Por primera vez en la historia registrada, las preciosas letras podían ser leídas en universidades y bibliotecas de todo lo que conformaba el mundo del Medioevo.
Antes de la imprenta, los estudiosos tenían que viajar hasta la Biblioteca de Alejandría, en Egipto, para leer en los manuscritos originales el pensamiento de quienes ya eran “los antiguos”, y así aprovechar fundamentos valiosos alcanzados por ellos avanzando a partir de allí.
El mismo Arquímedes (287 a.C.), considerado el matemático más grande que ha existido, viajó a Alejandría, probablemente antes de su famoso baño de tina del cual salió desnudo gritando ¡Eureka! (¡lo encontré!) por las calles de Siracusa.
Reproducir manuscritos antiguos mediante su impresión en un material duradero, como el pergamino, liberó el acervo intelectual, aunque en los primeros 50 años solo se imprimían las obras en latín y griego, es decir, para un reducido caudal de lectores.
Cuando se evidenció el potencial que residía en el artefacto, se tradujeron los clásicos a lenguas vernáculas y todo paisano con recursos para comprar un libro podía leer, en su idioma, las páginas de Homero, de Sófocles, de Aristóteles, de Platón, incluyendo la Biblia. Una gran masa tuvo por primera vez oportunidad de educarse como los príncipes, dándose un salto dramático en la estratificación social.
Esa información me llevó a mi propio ¡Eureka!
Si a partir de la impresión de libros los conocimientos se esparcieron a todas las capas sociales naciendo una burguesía ilustrada, con el internet y Google, todos los conocimientos que existen en la bodega intelectual humana –infinitamente mayores de los que hubo en la Biblioteca de Alejandría– pueden llegar a todas las personas, de cualquier procedencia socioeconómica, rural o urbana, en cualquier rincón de todos los terruños.
Es evidente que quien tiene acceso al internet, por limitados que sean sus recursos, es tan dueño de la infinita información y conocimientos allí acopiados, como los líderes que presiden naciones y los magnates dueños de corporaciones.

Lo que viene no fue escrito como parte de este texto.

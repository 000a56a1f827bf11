// ABOUTME: Sliding-window rate limiter for the shared execution tool.
// ABOUTME: Blocks on detected rate limits, adapts its ceiling, and predicts time-to-limit.

use std::collections::VecDeque;
use std::sync::Arc;
use std::time::Duration;

use parking_lot::{Mutex, RwLock};
use serde::{Deserialize, Serialize};
use tracing::{debug, info, warn};

use super::classifier::{ErrorClassifier, PatternClassifier};
use crate::clock::SharedClock;
use crate::config::RateLimitConfig;
use crate::error::{ConfigError, ErrorKind};

/// Pause reason passed to the backpressure callbacks.
pub const RATE_LIMIT_PAUSE_REASON: &str = "rate limited";

/// Callback invoked on block and on unblock, with the pause reason.
pub type BackpressureCallback = Arc<dyn Fn(&str) + Send + Sync>;

/// Mutable state for the rate limiter, protected by a single mutex.
struct RateLimiterState {
    count: u32,
    window_start: u64,
    blocked_until: Option<u64>,
    rate_limit_hits: u64,
    effective_limit: u32,
    /// Hit times inside the adaptive hit window.
    recent_hits: VecDeque<u64>,
    /// Recent request times, used for velocity estimates.
    history: VecDeque<u64>,
    last_hit_at: Option<u64>,
    /// Start of the current quiet-period measurement for recovery.
    recovery_anchor: Option<u64>,
}

/// Read-only view of limiter state for observability.
#[derive(Debug, Clone, PartialEq, Serialize, Deserialize)]
pub struct RateLimitStats {
    pub count: u32,
    pub max_requests: u32,
    pub effective_limit: u32,
    pub window_ms: u64,
    pub window_start: u64,
    pub blocked: bool,
    pub blocked_until: Option<u64>,
    pub retry_after_ms: u64,
    pub rate_limit_hits: u64,
    pub last_hit_at: Option<u64>,
    pub requests_per_minute: f64,
    pub predicted_limit_in_ms: Option<u64>,
}

/// Sliding-window rate limiter.
///
/// Counts requests in a fixed-length window that restarts once `window_ms`
/// has elapsed since it began. A rate-limit signal from the executor blocks
/// all dispatch for `block_duration_ms`; any read after the block expires
/// transparently unblocks, resets the counter, and fires the resume callback.
///
/// In adaptive mode each hit multiplies the effective ceiling by
/// `1 - min(0.5, 0.1 * recent_hits)`; every `adaptive_recovery_ms` without a
/// hit adds back a tenth of the configured maximum.
pub struct RateLimiter {
    state: Mutex<RateLimiterState>,
    config: RateLimitConfig,
    classifier: Arc<dyn ErrorClassifier>,
    clock: SharedClock,
    on_pause: RwLock<Option<BackpressureCallback>>,
    on_resume: RwLock<Option<BackpressureCallback>>,
}

impl RateLimiter {
    /// Create a limiter whose classifier is built from the configured patterns.
    pub fn new(config: RateLimitConfig, clock: SharedClock) -> Result<Self, ConfigError> {
        if config.max_requests == 0 {
            return Err(ConfigError::Invalid(
                "max_requests must be positive".to_string(),
            ));
        }
        if config.window_ms == 0 {
            return Err(ConfigError::Invalid("window_ms must be positive".to_string()));
        }
        let classifier = Arc::new(PatternClassifier::new(&config.error_patterns)?);
        let now = clock.now_ms();

        Ok(Self {
            state: Mutex::new(RateLimiterState {
                count: 0,
                window_start: now,
                blocked_until: None,
                rate_limit_hits: 0,
                effective_limit: config.max_requests,
                recent_hits: VecDeque::new(),
                history: VecDeque::with_capacity(config.history_size),
                last_hit_at: None,
                recovery_anchor: None,
            }),
            config,
            classifier,
            clock,
            on_pause: RwLock::new(None),
            on_resume: RwLock::new(None),
        })
    }

    /// Replace the error classifier.
    pub fn with_classifier(mut self, classifier: Arc<dyn ErrorClassifier>) -> Self {
        self.classifier = classifier;
        self
    }

    /// Register the callback fired when a rate limit starts a block.
    pub fn on_pause<F>(&self, callback: F)
    where
        F: Fn(&str) + Send + Sync + 'static,
    {
        *self.on_pause.write() = Some(Arc::new(callback));
    }

    /// Register the callback fired when a block expires.
    pub fn on_resume<F>(&self, callback: F)
    where
        F: Fn(&str) + Send + Sync + 'static,
    {
        *self.on_resume.write() = Some(Arc::new(callback));
    }

    pub fn config(&self) -> &RateLimitConfig {
        &self.config
    }

    /// Count one request against the current window.
    pub fn record_request(&self) {
        let now = self.clock.now_ms();
        let unblocked = {
            let mut state = self.state.lock();
            let unblocked = self.refresh(&mut state, now);
            state.count += 1;
            state.history.push_back(now);
            while state.history.len() > self.config.history_size {
                state.history.pop_front();
            }
            unblocked
        };
        if unblocked {
            self.fire_resume();
        }
    }

    /// Whether another request may be sent now.
    ///
    /// False while blocked or once the window count reaches the effective limit.
    pub fn check_limit(&self) -> bool {
        let now = self.clock.now_ms();
        let (allowed, unblocked) = {
            let mut state = self.state.lock();
            let unblocked = self.refresh(&mut state, now);
            let allowed = state.blocked_until.is_none() && state.count < state.effective_limit;
            (allowed, unblocked)
        };
        if unblocked {
            self.fire_resume();
        }
        allowed
    }

    /// Classify an executor error message.
    pub fn classify_error(&self, message: &str) -> ErrorKind {
        self.classifier.classify(message)
    }

    /// Whether an executor error message signals an upstream rate limit.
    pub fn is_rate_limit_error(&self, message: &str) -> bool {
        self.classifier.is_rate_limit(message)
    }

    /// React to a detected rate limit: block, count the hit, adapt, and pause.
    ///
    /// Returns how long dispatch is blocked for.
    pub fn handle_rate_limit(&self) -> Duration {
        let now = self.clock.now_ms();
        let block = self.config.block_duration_ms;
        let unblocked = {
            let mut state = self.state.lock();
            let unblocked = self.refresh(&mut state, now);

            state.blocked_until = Some(now + block);
            state.rate_limit_hits += 1;
            state.last_hit_at = Some(now);
            state.recent_hits.push_back(now);
            let horizon = now.saturating_sub(self.config.adaptive_hit_window_ms);
            while state.recent_hits.front().is_some_and(|t| *t < horizon) {
                state.recent_hits.pop_front();
            }

            if self.config.adaptive {
                let previous = state.effective_limit;
                state.effective_limit = self.reduced_limit(previous, state.recent_hits.len());
                state.recovery_anchor = Some(now);
                if state.effective_limit != previous {
                    info!(
                        from = previous,
                        to = state.effective_limit,
                        "adaptive rate limit lowered"
                    );
                }
            }

            warn!(
                kind = %ErrorKind::TransientUpstreamRateLimit,
                hits = state.rate_limit_hits,
                block_ms = block,
                "upstream rate limit detected; blocking dispatch"
            );
            unblocked
        };
        if unblocked {
            self.fire_resume();
        }
        self.fire_pause();
        Duration::from_millis(block)
    }

    /// Whether dispatch is currently blocked by a rate limit.
    pub fn is_blocked(&self) -> bool {
        self.read(|state, _| state.blocked_until.is_some())
    }

    /// Remaining block time, zero when not blocked.
    pub fn get_retry_after(&self) -> Duration {
        self.read(|state, now| {
            let remaining = state
                .blocked_until
                .map(|until| until.saturating_sub(now))
                .unwrap_or(0);
            Duration::from_millis(remaining)
        })
    }

    /// How long until `check_limit` can pass: the rest of the block, or of
    /// the window once it is full. Zero when a request may go now.
    pub fn time_until_allowed(&self) -> Duration {
        self.read(|state, now| {
            let remaining = match state.blocked_until {
                Some(until) => until.saturating_sub(now),
                None if state.count >= state.effective_limit => {
                    (state.window_start + self.config.window_ms).saturating_sub(now)
                }
                None => 0,
            };
            Duration::from_millis(remaining)
        })
    }

    /// End of the current block (epoch ms), if blocked.
    pub fn blocked_until(&self) -> Option<u64> {
        self.read(|state, _| state.blocked_until)
    }

    /// The ceiling currently enforced (below the maximum after adaptive cuts).
    pub fn get_effective_limit(&self) -> u32 {
        self.read(|state, _| state.effective_limit)
    }

    /// Requests counted in the current window.
    pub fn current_count(&self) -> u32 {
        self.read(|state, _| state.count)
    }

    /// Total rate-limit signals handled.
    pub fn rate_limit_hits(&self) -> u64 {
        self.read(|state, _| state.rate_limit_hits)
    }

    /// Recent request velocity, extrapolated to requests per minute.
    pub fn requests_per_minute(&self) -> f64 {
        self.read(|state, now| self.velocity_per_ms(state, now).unwrap_or(0.0) * 60_000.0)
    }

    /// Estimate how long until the effective limit is reached at the current
    /// request velocity.
    ///
    /// `Some(ZERO)` when already at the limit or blocked; `None` when there
    /// are too few recent requests to estimate a velocity.
    pub fn predict_rate_limit(&self) -> Option<Duration> {
        self.read(|state, now| self.predict(state, now))
    }

    /// Snapshot of counters, block state, and predictions.
    pub fn stats(&self) -> RateLimitStats {
        self.read(|state, now| RateLimitStats {
            count: state.count,
            max_requests: self.config.max_requests,
            effective_limit: state.effective_limit,
            window_ms: self.config.window_ms,
            window_start: state.window_start,
            blocked: state.blocked_until.is_some(),
            blocked_until: state.blocked_until,
            retry_after_ms: state
                .blocked_until
                .map(|until| until.saturating_sub(now))
                .unwrap_or(0),
            rate_limit_hits: state.rate_limit_hits,
            last_hit_at: state.last_hit_at,
            requests_per_minute: self.velocity_per_ms(state, now).unwrap_or(0.0) * 60_000.0,
            predicted_limit_in_ms: self.predict(state, now).map(|d| d.as_millis() as u64),
        })
    }

    /// Run `f` against refreshed state, firing the resume callback if the
    /// refresh ended a block.
    fn read<T>(&self, f: impl FnOnce(&RateLimiterState, u64) -> T) -> T {
        let now = self.clock.now_ms();
        let (value, unblocked) = {
            let mut state = self.state.lock();
            let unblocked = self.refresh(&mut state, now);
            (f(&state, now), unblocked)
        };
        if unblocked {
            self.fire_resume();
        }
        value
    }

    /// Expire blocks, roll the window, and apply adaptive recovery.
    ///
    /// Returns true if a block ended during this refresh.
    fn refresh(&self, state: &mut RateLimiterState, now: u64) -> bool {
        let mut unblocked = false;
        if state.blocked_until.is_some_and(|until| now >= until) {
            state.blocked_until = None;
            state.count = 0;
            state.window_start = now;
            unblocked = true;
            info!("rate limit block expired");
        }

        if now.saturating_sub(state.window_start) >= self.config.window_ms {
            debug!(count = state.count, "rate window reset");
            state.count = 0;
            state.window_start = now;
        }

        if self.config.adaptive {
            self.recover(state, now);
        }
        unblocked
    }

    /// Step the effective limit back up after each full quiet period.
    fn recover(&self, state: &mut RateLimiterState, now: u64) {
        if state.effective_limit >= self.config.max_requests {
            return;
        }
        let Some(anchor) = state.recovery_anchor else {
            return;
        };
        let period = self.config.adaptive_recovery_ms.max(1);
        let periods = now.saturating_sub(anchor) / period;
        if periods == 0 {
            return;
        }

        let step = self.config.max_requests.div_ceil(10).max(1) as u64;
        let raised = (state.effective_limit as u64 + step * periods)
            .min(self.config.max_requests as u64) as u32;
        info!(
            from = state.effective_limit,
            to = raised,
            "adaptive rate limit recovered"
        );
        state.effective_limit = raised;
        state.recovery_anchor = Some(anchor + periods * period);
    }

    fn reduced_limit(&self, current: u32, recent_hits: usize) -> u32 {
        let factor = (0.1 * recent_hits as f64).min(0.5);
        let floor = self.config.adaptive_min_limit;
        let mut reduced = (current as f64 * (1.0 - factor)).floor() as u32;
        if reduced >= current {
            reduced = current.saturating_sub(1);
        }
        reduced.max(floor)
    }

    fn velocity_per_ms(&self, state: &RateLimiterState, now: u64) -> Option<f64> {
        let horizon = now.saturating_sub(self.config.window_ms);
        let mut samples = state.history.iter().filter(|t| **t >= horizon);
        let first = *samples.next()?;
        let (n, last) = samples.fold((1u64, first), |(n, _), t| (n + 1, *t));
        if n < 2 || last <= first {
            return None;
        }
        Some((n - 1) as f64 / (last - first) as f64)
    }

    fn predict(&self, state: &RateLimiterState, now: u64) -> Option<Duration> {
        if state.blocked_until.is_some() || state.count >= state.effective_limit {
            return Some(Duration::ZERO);
        }
        let velocity = self.velocity_per_ms(state, now)?;
        let remaining = (state.effective_limit - state.count) as f64;
        Some(Duration::from_millis((remaining / velocity).ceil() as u64))
    }

    fn fire_pause(&self) {
        let callback = self.on_pause.read().clone();
        if let Some(callback) = callback {
            callback(RATE_LIMIT_PAUSE_REASON);
        }
    }

    fn fire_resume(&self) {
        let callback = self.on_resume.read().clone();
        if let Some(callback) = callback {
            callback(RATE_LIMIT_PAUSE_REASON);
        }
    }
}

La posibilidad de ser persona regiamente educada ya no es el privilegio de pocos; una puerta ancha se abrió, y podemos pasar adelante todos los que vivimos en esta afortunada era computacional.
A pesar de eso, en nuestro país derramamos lágrimas y nos halamos las mechas por la deficiente educación que se brinda a los estudiantes. ¿Cómo es posible? ¿Es que no existe un director de orquesta en este tema que elabore una melodía común, un pénsum que se nutra del mundo virtual, que sea compartido por escuelas privadas y escuelas públicas, y que enseñe a profesores y alumnos cómo desarrollarlo?
Importa esbozar un plan para que el Ministerio de Educación optimice en Panamá este feliz fenómeno informativo, para que lo convierta –como ocurrió con la imprenta de Gutemberg– en un espléndido esparcimiento de la semilla más productiva que existe.
Propongo que se establezca un think tank de personas idóneas cuyo propósito específico –sin generalizar con otros escollos educativos– sea formular la estrategia estatal que sin más dilación encamine y guíe hacia esa puerta ancha, gratuita, mágica, maravillosa, que es la biblioteca virtual, a todos los jóvenes panameños de mente curiosa y ávidos de progreso.
Una educación principesca nos aguarda. Batamos el récord de Gutemberg.